The Hacker Manifesto

Students in a new class I’m teaching this Fall will be creating a personal manifesto as their final project, and while looking for examples to show them I ran across Loyd Blankenship’s “The Conscience of a Hacker” – aka, “The Hacker Manifesto.”

His short essay was written 46 years ago, when ARPANET was changing into the Internet, the popularity of bulletin board systems was just beginning to take off, and kids were transitioning from relatively benign practical jokers trying to understand the digital world to serious hackers with more nefarious concerns.

There’s a vast difference between making free phone calls in the 1980s, for example, and today’s scams and identity theft and ransomware attacks.

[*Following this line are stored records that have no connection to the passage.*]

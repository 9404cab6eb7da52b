//! Per-protocol constants, loaded once from configuration and never mutated

use serde::{Deserialize, Serialize};

use crate::{CycleIndex, Level, Mutez, ProtocolHash};

/// Consensus family a protocol belongs to.  Each family owns one accounting
/// strategy; later families are built from earlier ones.
#[derive(Debug, Clone, Copy, PartialEq, Eq, Hash, Serialize, Deserialize)]
#[serde(rename_all = "kebab-case")]
pub enum ProtocolVersion {
    /// Roll-based sampling, baking priorities, frozen deposits/rewards/fees
    Rolls,

    /// Rounds, alias sampler, endorsing rewards paid at cycle end
    Tenderbake,

    /// Tenderbake plus external staking and the four-way reward split
    Staking,
}

/// Numeric constants of a protocol
#[derive(Debug, Clone, PartialEq, Eq, Serialize, Deserialize)]
#[serde(rename_all = "kebab-case")]
pub struct ProtocolConstants {
    pub blocks_per_cycle: i32,
    pub preserved_cycles: i32,
    pub blocks_per_snapshot: i32,

    /// Minimal stake for a baker to be selected for rights
    pub minimal_stake: Mutez,

    /// Roll size, only used by roll-based sampling
    #[serde(default)]
    pub tokens_per_roll: Mutez,

    /// Consensus committee size per level
    pub endorsers_per_block: i32,

    /// Number of baking rounds (priorities) generated per level up front
    pub baking_rounds: i32,

    pub block_reward: Mutez,

    #[serde(default)]
    pub block_bonus_per_slot: Mutez,

    pub endorsement_reward_per_slot: Mutez,

    /// Endorsement slots needed before the bonus starts
    #[serde(default)]
    pub consensus_threshold: i32,

    #[serde(default)]
    pub block_deposit: Mutez,

    #[serde(default)]
    pub endorsement_deposit_per_slot: Mutez,

    pub revelation_reward: Mutez,

    pub byte_cost: Mutez,

    pub origination_size: i32,

    /// Edge given to bakers that never set their own, in billionths
    #[serde(default = "default_edge")]
    pub default_edge_of_baking_over_staking: i64,
}

fn default_edge() -> i64 {
    100_000_000
}

impl ProtocolConstants {
    /// Burn charged when a new implicit or originated account is allocated
    pub fn allocation_fee(&self) -> Mutez {
        self.origination_size as Mutez * self.byte_cost
    }

    pub fn snapshots_per_cycle(&self) -> i32 {
        (self.blocks_per_cycle / self.blocks_per_snapshot.max(1)).max(1)
    }
}

/// One configured protocol: its identity, where it starts and its constants
#[derive(Debug, Clone, PartialEq, Eq, Serialize, Deserialize)]
#[serde(rename_all = "kebab-case")]
pub struct ProtocolParams {
    pub hash: ProtocolHash,
    pub code: i32,
    pub version: ProtocolVersion,

    /// First level the protocol is active at
    pub first_level: Level,

    /// Cycle numbering anchor: `first_cycle` starts at `first_cycle_level`
    #[serde(default)]
    pub first_cycle: CycleIndex,
    #[serde(default = "default_first_cycle_level")]
    pub first_cycle_level: Level,

    pub constants: ProtocolConstants,
}

fn default_first_cycle_level() -> Level {
    1
}

impl ProtocolParams {
    pub fn cycle_of(&self, level: Level) -> CycleIndex {
        self.first_cycle + (level - self.first_cycle_level) / self.constants.blocks_per_cycle
    }

    pub fn first_level_of(&self, cycle: CycleIndex) -> Level {
        self.first_cycle_level + (cycle - self.first_cycle) * self.constants.blocks_per_cycle
    }

    pub fn last_level_of(&self, cycle: CycleIndex) -> Level {
        self.first_level_of(cycle) + self.constants.blocks_per_cycle - 1
    }

    pub fn is_cycle_start(&self, level: Level) -> bool {
        (level - self.first_cycle_level).rem_euclid(self.constants.blocks_per_cycle) == 0
    }

    pub fn is_cycle_end(&self, level: Level) -> bool {
        self.is_cycle_start(level + 1)
    }

    /// Stake snapshots are taken every `blocks_per_snapshot` levels within a cycle
    pub fn is_snapshot_level(&self, level: Level) -> bool {
        let position = (level - self.first_cycle_level).rem_euclid(self.constants.blocks_per_cycle);
        (position + 1) % self.constants.blocks_per_snapshot.max(1) == 0
    }

    /// Level of snapshot `index` within `cycle`
    pub fn snapshot_level(&self, cycle: CycleIndex, index: i32) -> Level {
        self.first_level_of(cycle) + (index + 1) * self.constants.blocks_per_snapshot - 1
    }
}

#[cfg(test)]
pub(crate) mod tests {
    use super::*;

    pub fn test_constants() -> ProtocolConstants {
        ProtocolConstants {
            blocks_per_cycle: 8,
            preserved_cycles: 2,
            blocks_per_snapshot: 4,
            minimal_stake: 1_000,
            tokens_per_roll: 1_000,
            endorsers_per_block: 8,
            baking_rounds: 4,
            block_reward: 100,
            block_bonus_per_slot: 5,
            endorsement_reward_per_slot: 10,
            consensus_threshold: 6,
            block_deposit: 0,
            endorsement_deposit_per_slot: 0,
            revelation_reward: 7,
            byte_cost: 250,
            origination_size: 257,
            default_edge_of_baking_over_staking: 100_000_000,
        }
    }

    fn params() -> ProtocolParams {
        ProtocolParams {
            hash: ProtocolHash::from("PtTest"),
            code: 1,
            version: ProtocolVersion::Tenderbake,
            first_level: 1,
            first_cycle: 0,
            first_cycle_level: 1,
            constants: test_constants(),
        }
    }

    #[test]
    fn cycles_are_anchored_at_first_cycle_level() {
        let p = params();
        assert_eq!(p.cycle_of(1), 0);
        assert_eq!(p.cycle_of(8), 0);
        assert_eq!(p.cycle_of(9), 1);
        assert_eq!(p.first_level_of(2), 17);
        assert_eq!(p.last_level_of(2), 24);
        assert!(p.is_cycle_start(9));
        assert!(p.is_cycle_end(16));
        assert!(!p.is_cycle_end(15));
    }

    #[test]
    fn snapshots_fall_on_every_nth_level() {
        let p = params();
        assert!(p.is_snapshot_level(4));
        assert!(p.is_snapshot_level(8));
        assert!(!p.is_snapshot_level(5));
        assert_eq!(p.snapshot_level(1, 0), 12);
        assert_eq!(p.snapshot_level(1, 1), 16);
        assert_eq!(p.constants.snapshots_per_cycle(), 2);
    }

    #[test]
    fn constants_deserialize_from_kebab_case() {
        let json = r#"{
            "hash": "PtTest", "code": 3, "version": "staking", "first-level": 1,
            "constants": {
                "blocks-per-cycle": 8, "preserved-cycles": 2, "blocks-per-snapshot": 4,
                "minimal-stake": 1000, "endorsers-per-block": 8, "baking-rounds": 4,
                "block-reward": 100, "endorsement-reward-per-slot": 10,
                "revelation-reward": 7, "byte-cost": 250, "origination-size": 257
            }
        }"#;
        let p: ProtocolParams = serde_json::from_str(json).unwrap();
        assert_eq!(p.version, ProtocolVersion::Staking);
        assert_eq!(p.first_cycle_level, 1);
        assert_eq!(p.constants.default_edge_of_baking_over_staking, 100_000_000);
        assert_eq!(p.constants.allocation_fee(), 64_250);
    }
}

Nevertheless, in spite of the quantum technological gap from then till now, which it could be argued makes this last-century manifesto seem rather lame, I thought it might be fun to add some video. And more importantly, tackling this opportunity challenged me to learn new video editing skills.

I’m essentially a long-take, slow-dissolve kind of editor, preferring content that needs to be absorbed, not quickly discarded. That kind of visual approach, of course, is entirely wrong for the fast-paced binary world of computers.

Turns out that even after much effort I’m not very good at abrupt, jump cut transitions with lightning-like distractions (designed to keep ADHD viewers from channel surfing) scuttling across the screen. But . . .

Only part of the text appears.